### Goal of the exercise
Check each line of the listing below for the string "index", then give only the number of lines where it occurs.

=-=-=

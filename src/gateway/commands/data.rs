//! Data command handlers.
//!
//! Implements GET, SET, CLEAR, GET_RANGE and CLEAR_RANGE. Every key is
//! scoped to the session's namespace through [`RangeKeyCodec`] and every
//! operation runs in the session's open transaction.

use super::{CommandFuture, CommandHandler, CommandState, Precondition};
use crate::core::error::GatewayError;
use crate::gateway::keys::{printable, RangeKeyCodec};
use crate::gateway::protocol::{Command, RespValue};
use crate::gateway::session::Session;
use crate::store::{DirectorySubspace, Transaction};
use bytes::Bytes;
use std::sync::Arc;
use tracing::debug;

/// Namespace and transaction of a session that passed the
/// [`Precondition::Transaction`] check.
fn scoped(
    session: &mut Session,
) -> Result<(&DirectorySubspace, &mut (dyn Transaction + 'static)), GatewayError> {
    if session.namespace().is_none() {
        return Err(GatewayError::NoNamespace);
    }
    session.scoped().ok_or(GatewayError::NoTransaction)
}

fn arg(cmd: &Command, index: usize) -> Result<&Bytes, GatewayError> {
    cmd.arg(index)
        .ok_or_else(|| GatewayError::wrong_arity(&cmd.verb))
}

fn trace_op(state: &CommandState, session: &Session, op: &str, keys: &[&[u8]]) {
    if state.settings().debug_log_commands {
        let keys: Vec<String> = keys.iter().map(|k| printable(k)).collect();
        debug!(conn = %session.id(), op, keys = ?keys, "data command");
    }
}

/// GET command handler.
pub struct GetHandler;

impl CommandHandler for GetHandler {
    fn execute<'a>(
        &'a self,
        session: &'a mut Session,
        cmd: Command,
        state: Arc<CommandState>,
    ) -> CommandFuture<'a> {
        Box::pin(async move {
            let key = arg(&cmd, 0)?;
            trace_op(&state, session, "get", &[&key[..]]);

            let (namespace, transaction) = scoped(session)?;
            let store_key = RangeKeyCodec::new(namespace.subspace()).pack_key(key);

            match transaction.get(&store_key).await? {
                Some(value) => Ok(RespValue::BulkString(value)),
                None => Ok(RespValue::Null),
            }
        })
    }

    fn name(&self) -> &'static str {
        "get"
    }

    fn arity(&self) -> usize {
        2
    }

    fn precondition(&self) -> Precondition {
        Precondition::Transaction
    }
}

/// SET command handler.
pub struct SetHandler;

impl CommandHandler for SetHandler {
    fn execute<'a>(
        &'a self,
        session: &'a mut Session,
        cmd: Command,
        state: Arc<CommandState>,
    ) -> CommandFuture<'a> {
        Box::pin(async move {
            let key = arg(&cmd, 0)?;
            let value = arg(&cmd, 1)?;
            trace_op(&state, session, "set", &[&key[..]]);

            let (namespace, transaction) = scoped(session)?;
            let store_key = RangeKeyCodec::new(namespace.subspace()).pack_key(key);
            transaction.set(&store_key, value);

            Ok(RespValue::ok())
        })
    }

    fn name(&self) -> &'static str {
        "set"
    }

    fn arity(&self) -> usize {
        3
    }

    fn precondition(&self) -> Precondition {
        Precondition::Transaction
    }
}

/// CLEAR command handler.
pub struct ClearHandler;

impl CommandHandler for ClearHandler {
    fn execute<'a>(
        &'a self,
        session: &'a mut Session,
        cmd: Command,
        state: Arc<CommandState>,
    ) -> CommandFuture<'a> {
        Box::pin(async move {
            let key = arg(&cmd, 0)?;
            trace_op(&state, session, "clear", &[&key[..]]);

            let (namespace, transaction) = scoped(session)?;
            let store_key = RangeKeyCodec::new(namespace.subspace()).pack_key(key);
            transaction.clear(&store_key);

            Ok(RespValue::ok())
        })
    }

    fn name(&self) -> &'static str {
        "clear"
    }

    fn arity(&self) -> usize {
        2
    }

    fn precondition(&self) -> Precondition {
        Precondition::Transaction
    }
}

/// GET_RANGE command handler.
///
/// Replies with `[[key, value], ...]` in key order. A failure while reading
/// the range fails the whole command; no partial array is produced.
pub struct GetRangeHandler;

impl CommandHandler for GetRangeHandler {
    fn execute<'a>(
        &'a self,
        session: &'a mut Session,
        cmd: Command,
        state: Arc<CommandState>,
    ) -> CommandFuture<'a> {
        Box::pin(async move {
            let begin = arg(&cmd, 0)?;
            let end = arg(&cmd, 1)?;
            trace_op(&state, session, "get_range", &[&begin[..], &end[..]]);

            let (namespace, transaction) = scoped(session)?;
            let codec = RangeKeyCodec::new(namespace.subspace());

            let rows = transaction
                .get_range(codec.pack_range(begin, end))
                .collect::<Result<Vec<_>, _>>()?;

            let mut items = Vec::with_capacity(rows.len());
            for row in rows {
                let key = codec.decode_key(&row.key)?;
                items.push(RespValue::array(vec![
                    RespValue::bulk(key),
                    RespValue::BulkString(row.value),
                ]));
            }

            Ok(RespValue::array(items))
        })
    }

    fn name(&self) -> &'static str {
        "get_range"
    }

    fn arity(&self) -> usize {
        3
    }

    fn precondition(&self) -> Precondition {
        Precondition::Transaction
    }
}

/// CLEAR_RANGE command handler.
pub struct ClearRangeHandler;

impl CommandHandler for ClearRangeHandler {
    fn execute<'a>(
        &'a self,
        session: &'a mut Session,
        cmd: Command,
        state: Arc<CommandState>,
    ) -> CommandFuture<'a> {
        Box::pin(async move {
            let begin = arg(&cmd, 0)?;
            let end = arg(&cmd, 1)?;
            trace_op(&state, session, "clear_range", &[&begin[..], &end[..]]);

            let (namespace, transaction) = scoped(session)?;
            let range = RangeKeyCodec::new(namespace.subspace()).pack_range(begin, end);
            transaction.clear_range(range);

            Ok(RespValue::ok())
        })
    }

    fn name(&self) -> &'static str {
        "clear_range"
    }

    fn arity(&self) -> usize {
        3
    }

    fn precondition(&self) -> Precondition {
        Precondition::Transaction
    }
}
//! Config command implementation.

use crate::core::config::Config;
use anyhow::Result;
use clap::{Args, Subcommand};
use std::path::Path;

/// Configuration operations.
#[derive(Args, Debug)]
pub struct ConfigArgs {
    #[command(subcommand)]
    pub command: ConfigCommand,
}

/// Config subcommands.
///
/// `validate` and `show` read the file named by the global `--config`.
#[derive(Subcommand, Debug)]
pub enum ConfigCommand {
    /// Parse and validate a configuration file.
    Validate,
    /// Print a configuration file with defaults filled in.
    Show,
    /// Print the default configuration.
    Default,
}

/// Configuration file used when `--config` is not given.
pub const DEFAULT_CONFIG_PATH: &str = "config/kvgate.toml";

/// Run the config command.
pub fn run_config(args: ConfigArgs, config_path: Option<&Path>) -> Result<()> {
    let path = config_path.unwrap_or_else(|| Path::new(DEFAULT_CONFIG_PATH));

    match args.command {
        ConfigCommand::Validate => {
            let summary = validate_config(path)?;
            println!("{}", summary);
            Ok(())
        }
        ConfigCommand::Show => {
            print!("{}", Config::from_file(path)?.to_toml()?);
            Ok(())
        }
        ConfigCommand::Default => {
            print!("{}", Config::default().to_toml()?);
            Ok(())
        }
    }
}

fn validate_config(path: &Path) -> Result<String> {
    if !path.exists() {
        anyhow::bail!("Config file not found: {:?}", path);
    }

    let config = Config::from_file(path)?;
    Ok(format!(
        "✓ {} is valid (bind {}, {} tenant(s))",
        path.display(),
        config.server.bind,
        config.tenants.len()
    ))
}

#[cfg(test)]
mod tests {
    use super::*;
    use std::io::Write;

    #[test]
    fn test_validate_config_file() {
        let mut file = tempfile::NamedTempFile::new().unwrap();
        writeln!(
            file,
            "[server]\nbind = \"127.0.0.1:6380\"\n\n[[tenants]]\nnamespace = \"t\"\nusername = \"u\"\nsecret = \"p\""
        )
        .unwrap();

        let summary = validate_config(file.path()).unwrap();
        assert!(summary.contains("1 tenant(s)"));
    }

    #[test]
    fn test_validate_missing_file() {
        let err = validate_config(Path::new("/nonexistent/kvgate.toml")).unwrap_err();
        assert!(err.to_string().contains("not found"));
    }
}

=-=-=

### Exercise solution
2